_RECORDED DATA_
//! # Result Sorting Module
//!
//! Three independent orderings over search results. Each takes a slice and
//! returns a freshly ordered `Vec`, leaving the input untouched.
//!
//! | Key          | Algorithm  | Order                       | Stable |
//! |--------------|------------|-----------------------------|--------|
//! | `Time`       | quicksort  | shortest first              | no     |
//! | `Complexity` | shell sort | light → medium → hard       | no     |
//! | `Match`      | merge sort | highest percentage first    | yes    |

use log::debug;
use std::fmt;

use crate::search::MatchResult;

/// Which ordering to apply to a result set
#[derive(Debug, Clone, Copy, PartialEq, Eq, Hash, Default)]
pub enum SortKey {
    Time,
    Complexity,
    #[default]
    Match,
}

impl SortKey {
    /// Interpret a user-supplied sort key
    ///
    /// Never fails: anything unrecognised selects [`SortKey::Match`].
    ///
    /// ```rust
    /// use recipe_finder::sorting::SortKey;
    ///
    /// assert_eq!(SortKey::parse("time"), SortKey::Time);
    /// assert_eq!(SortKey::parse("Complexity"), SortKey::Complexity);
    /// assert_eq!(SortKey::parse("alphabetical"), SortKey::Match);
    /// ```
    pub fn parse(text: &str) -> Self {
        match text.trim().to_lowercase().as_str() {
            "time" | "время" => SortKey::Time,
            "complexity" | "сложность" => SortKey::Complexity,
            "match" | "percentage" | "совпадение" => SortKey::Match,
            other => {
                debug!("Unrecognised sort key '{}', sorting by match percentage", other);
                SortKey::Match
            }
        }
    }
}

impl fmt::Display for SortKey {
    fn fmt(&self, f: &mut fmt::Formatter<'_>) -> fmt::Result {
        let name = match self {
            SortKey::Time => "time",
            SortKey::Complexity => "complexity",
            SortKey::Match => "match",
        };
        f.pad(name)
    }
}

/// Order results with the algorithm selected by `key`
pub fn sort_results(results: &[MatchResult], key: SortKey) -> Vec<MatchResult> {
    debug!("Sorting {} results by {}", results.len(), key);
    match key {
        SortKey::Time => quick_sort_by_time(results),
        SortKey::Complexity => shell_sort_by_complexity(results),
        SortKey::Match => merge_sort_by_match(results),
    }
}

/// Quicksort by preparation time, ascending
///
/// The pivot is the time of the middle element. Elements are split into
/// strictly-less, equal and strictly-greater groups; only the outer groups
/// are sorted further. Recursion depth is bounded by the number of distinct
/// times.
pub fn quick_sort_by_time(results: &[MatchResult]) -> Vec<MatchResult> {
    if results.len() <= 1 {
        return results.to_vec();
    }

    let pivot = results[results.len() / 2].time;
    let mut less = Vec::new();
    let mut equal = Vec::new();
    let mut greater = Vec::new();

    for result in results {
        match result.time.total_cmp(&pivot) {
            std::cmp::Ordering::Less => less.push(result.clone()),
            std::cmp::Ordering::Equal => equal.push(result.clone()),
            std::cmp::Ordering::Greater => greater.push(result.clone()),
        }
    }

    let mut sorted = quick_sort_by_time(&less);
    sorted.extend(equal);
    sorted.extend(quick_sort_by_time(&greater));
    sorted
}

/// Shell sort by complexity rank, light first
///
/// Gap sequence starts at half the length and halves down to 1.
pub fn shell_sort_by_complexity(results: &[MatchResult]) -> Vec<MatchResult> {
    let mut sorted = results.to_vec();
    let n = sorted.len();
    let mut gap = n / 2;

    while gap > 0 {
        for i in gap..n {
            let mut j = i;
            while j >= gap && sorted[j - gap].complexity.rank() > sorted[j].complexity.rank() {
                sorted.swap(j, j - gap);
                j -= gap;
            }
        }
        gap /= 2;
    }

    sorted
}

/// Merge sort by match percentage, descending
///
/// Stable: on equal percentages the element from the left half wins, so
/// equal results keep their input order.
pub fn merge_sort_by_match(results: &[MatchResult]) -> Vec<MatchResult> {
    if results.len() <= 1 {
        return results.to_vec();
    }

    let mid = results.len() / 2;
    let left = merge_sort_by_match(&results[..mid]);
    let right = merge_sort_by_match(&results[mid..]);
    merge_descending(left, right)
}

fn merge_descending(left: Vec<MatchResult>, right: Vec<MatchResult>) -> Vec<MatchResult> {
    let mut merged = Vec::with_capacity(left.len() + right.len());
    let mut left = left.into_iter().peekable();
    let mut right = right.into_iter().peekable();

    loop {
        let take_left = match (left.peek(), right.peek()) {
            (Some(l), Some(r)) => l.percentage >= r.percentage,
            _ => break,
        };
        let next = if take_left { left.next() } else { right.next() };
        merged.extend(next);
    }

    merged.extend(left);
    merged.extend(right);
    merged
}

_PROBLEM STATEMENT_
Copy out each line of the records where the string "first" appears.

_RESULT OF THE TASK_
//! | `Time`       | quicksort  | shortest first              | no     |
//! | `Match`      | merge sort | highest percentage first    | yes    |
/// Shell sort by complexity rank, light first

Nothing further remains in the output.